Comme la presse régionale s’en fait l’écho, à propos de l’arrivée du paquet neutre, non seulement l’Etat n’aide pas à se diversifier les buralistes, mais il donne des coups de canifs dans leurs prérogatives historiques (voir Lmdt des 26, 22 et 1er septembre) et instaure de nouvelles taxes (voir Lmdt du 23 septembre).
• Le Télégramme de ce dimanche 25 septembre note que les buralistes paient au prix fort les politiques de lutte contre le tabagisme. « Le paquet neutre va surtout profiter au marché parallèle qui n’a cessé de croître depuis sept ans. 27,5 % du tabac consommé en France est acheté en dehors du réseau des buralistes. Si l’on s’en réfère à l’expérience australienne, on peut estimer que ce chiffre passera à 35 % en France en juin prochain. C’est une perte pour les buralistes mais aussi un manque à gagner fiscal qui sera supporté par tous les contribuables », s’indigne Michel Guiffès, président de la fédération bretonne des buralistes et trésorier de la Confédération nationale.
Il ajoute : « dans mon département du Morbihan, on perd entre 20 et 30 buralistes par an. C’est un sujet qui nous préoccupe car ces personnes s’engagent sur la totalité de leurs biens personnels ».
« La diversification doit être rentable. Elle rapporte de l’argent quand on fait du volume et c’est plus facile quand on peut prendre une place qui n’est pas occupée. On a clairement besoin de trouver le modèle économique qui nous permettra de continuer à vivre. On reste le premier réseau social de France », souligne Cyrille Geiger, buraliste à Paris. Les gouvernements successifs ont promis d’aider les buralistes à se diversifier.
« Mais on attend toujours. L’État est aux abonnés absents. On doit se débrouiller tout seul », se désole Stéphane Roudaut, à la tête des buralistes finistériens.
• Dans l’Est Eclair de ce mardi 27 septembre, Pascal Brie, président de la chambre des buralistes de l’Aube, ne décolère pas : « on va bientôt accueillir le paquet neutre dans nos linéaires avec son lot de complications quotidiennes, la Française des jeux signe un accord avec les fleuristes sans nous en parler, notre réseau de distribution est amputé de son dépôt départemental… Nous ne recevons que des mauvaises nouvelles et ça continue ».
La conclusion « on étouffe le commerce, et on s’attend à voir entre 3 000 et 4 000 buralistes mettre la clé sous la porte. Mais le gouvernement s’en fout ». Par l’intermédiaire du député Nicolas Dhuicq, Michel Sapin, ministre de l’Economie leur a expliqué, le 23 août dernier, que le gouvernement cherchait à harmoniser le prix du tabac au niveau européen : « mais nous sommes déjà les plus chers de l’Europe continentale, et c’est nous qui augmentons encore. Le gouvernement se contredit lui-même ».

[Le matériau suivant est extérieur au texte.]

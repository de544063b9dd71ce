// Copyright (C) 2026 The Volley Stats Contributors
// Use of this source code is governed by an MIT-style
// license that can be found in the LICENSE file or at
// https://opensource.org/licenses/MIT.

#![deny(
    clippy::pedantic,
    clippy::cargo,
    clippy::nursery,
    clippy::style,
    clippy::correctness,
    clippy::all,
    clippy::suspicious,
    clippy::complexity,
    clippy::perf,
    clippy::unwrap_used,
    clippy::expect_used
)]

mod apply;
mod command;
mod error;
mod state;

#[cfg(test)]
mod tests;

// Re-export public types and functions
pub use apply::{apply, prepare_action};
pub use command::Command;
pub use error::CoreError;
pub use state::{MatchContext, MatchSession, TransitionResult};
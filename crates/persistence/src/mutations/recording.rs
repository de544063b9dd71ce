// Copyright (C) 2026 The Volley Stats Contributors
// Use of this source code is governed by an MIT-style
// license that can be found in the LICENSE file or at
// https://opensource.org/licenses/MIT.

//! Match, set and action mutations.

use diesel::SqliteConnection;
use diesel::prelude::*;
use tracing::debug;
use volley_stats_domain::{NewAction, PointDetail, ResultCode, Score, Side};

use crate::backend::sqlite::get_last_insert_rowid;
use crate::diesel_schema::{actions, matches, sets};
use crate::error::PersistenceError;

/// Inserts a match and returns its id.
///
/// # Errors
///
/// Returns an error if either team does not exist.
pub fn insert_match(
    conn: &mut SqliteConnection,
    home_team_id: i64,
    guest_team_id: i64,
) -> Result<i64, PersistenceError> {
    diesel::insert_into(matches::table)
        .values((
            matches::home_team_id.eq(home_team_id),
            matches::guest_team_id.eq(guest_team_id),
        ))
        .execute(conn)?;

    let match_id: i64 = get_last_insert_rowid(conn)?;
    debug!(match_id, home_team_id, guest_team_id, "Inserted match");
    Ok(match_id)
}

/// Inserts a set with a 0:0 score and returns its id.
///
/// # Errors
///
/// Returns `ConstraintViolation` if the number is already used in the match.
pub fn insert_set(
    conn: &mut SqliteConnection,
    match_id: i64,
    set_number: i32,
) -> Result<i64, PersistenceError> {
    diesel::insert_into(sets::table)
        .values((sets::match_id.eq(match_id), sets::set_number.eq(set_number)))
        .execute(conn)?;

    let set_id: i64 = get_last_insert_rowid(conn)?;
    debug!(set_id, match_id, set_number, "Inserted set");
    Ok(set_id)
}

/// Overwrites a set's stored score.
///
/// # Returns
///
/// The number of rows updated (0 if the set does not exist).
///
/// # Errors
///
/// Returns an error if the update fails.
pub fn update_set_score(
    conn: &mut SqliteConnection,
    set_id: i64,
    score: Score,
) -> Result<usize, PersistenceError> {
    let rows_affected: usize = diesel::update(sets::table)
        .filter(sets::set_id.eq(set_id))
        .set((
            sets::own_score.eq(score.own),
            sets::opponent_score.eq(score.opponent),
        ))
        .execute(conn)?;

    Ok(rows_affected)
}

/// Inserts an action and returns its id.
///
/// # Errors
///
/// Returns an error if the set or a referenced player does not exist.
pub fn insert_action(
    conn: &mut SqliteConnection,
    action: &NewAction,
) -> Result<i64, PersistenceError> {
    diesel::insert_into(actions::table)
        .values((
            actions::set_id.eq(action.set_id()),
            actions::category.eq(action.category().as_str()),
            actions::executor_id.eq(action.executor().player_id()),
            actions::result.eq(action.result().as_ref().map(ResultCode::as_str)),
            actions::target_player_id.eq(action.target_player_id()),
            actions::point_detail.eq(action.point_detail().as_ref().map(PointDetail::as_str)),
            actions::point_for.eq(action.point_for().as_ref().map(Side::as_str)),
        ))
        .execute(conn)?;

    let action_id: i64 = get_last_insert_rowid(conn)?;
    debug!(
        action_id,
        set_id = action.set_id(),
        category = %action.category(),
        "Inserted action"
    );
    Ok(action_id)
}

/// Rewrites an action's executor, result, target, point detail and
/// attribution. The owning set and creation time are kept.
///
/// # Returns
///
/// The number of rows updated (0 if the action does not exist).
///
/// # Errors
///
/// Returns an error if a referenced player does not exist.
pub fn update_action(
    conn: &mut SqliteConnection,
    action_id: i64,
    action: &NewAction,
) -> Result<usize, PersistenceError> {
    let rows_affected: usize = diesel::update(actions::table)
        .filter(actions::action_id.eq(action_id))
        .set((
            actions::category.eq(action.category().as_str()),
            actions::executor_id.eq(action.executor().player_id()),
            actions::result.eq(action.result().as_ref().map(ResultCode::as_str)),
            actions::target_player_id.eq(action.target_player_id()),
            actions::point_detail.eq(action.point_detail().as_ref().map(PointDetail::as_str)),
            actions::point_for.eq(action.point_for().as_ref().map(Side::as_str)),
        ))
        .execute(conn)?;

    Ok(rows_affected)
}

/// Deletes an action.
///
/// # Returns
///
/// The number of rows deleted (0 if the action did not exist).
///
/// # Errors
///
/// Returns an error if the delete fails.
pub fn delete_action(
    conn: &mut SqliteConnection,
    action_id: i64,
) -> Result<usize, PersistenceError> {
    let rows_affected: usize =
        diesel::delete(actions::table.filter(actions::action_id.eq(action_id))).execute(conn)?;

    debug!(action_id, rows_affected, "Deleted action");
    Ok(rows_affected)
}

• Dans le Journal de Saône-et-Loire de ce mardi 27 septembre, Laurent Maquart, président de la chambre syndicale de Saône-et-Loire ne cache pas que « le paquet neutre panique la profession ». Ils étaient 120 et inquiets à l’assemblée générale départementale ce dimanche 25 septembre. « Je teste actuellement une armoire forte qui distribue automatiquement le paquet demandé (voir Lmdt du 27 juin)», explique Laurent Maquart. « Mais cette armoire va bien pour un petit ou moyen bureau de tabac qui a jusqu’à 800 clients par jour », précise-t-il, « il en faudrait plusieurs pour les gros comme celui de Mâcon qui a 3 000 clients jour ». » Sans un système automatisé, la profession craint de perdre énormément de temps pour différencier une marque d’une autre.
« Il faut savoir que le tabac reste notre produit d’appel et constitue la moitié de notre chiffre d’affaires. Les gens entrent chez nous pour ça », rappelle le président départemental. Aussi, Laurent Maquart, comme le reste de la profession, peste contre la nouvelle hausse (+ 15 %) sur le tabac à rouler. « Notre panier moyen, lui, n’augmente pas », indique-t-il, « autrefois, avec 10 euros, le client achetait un paquet de cigarettes à 5, un jeu à gratter à 2 et une petite voiture pour l’enfant. Aujourd’hui, c’est un paquet à 7,50 et un jeu à gratter à 2. Nous perdons de la marge ».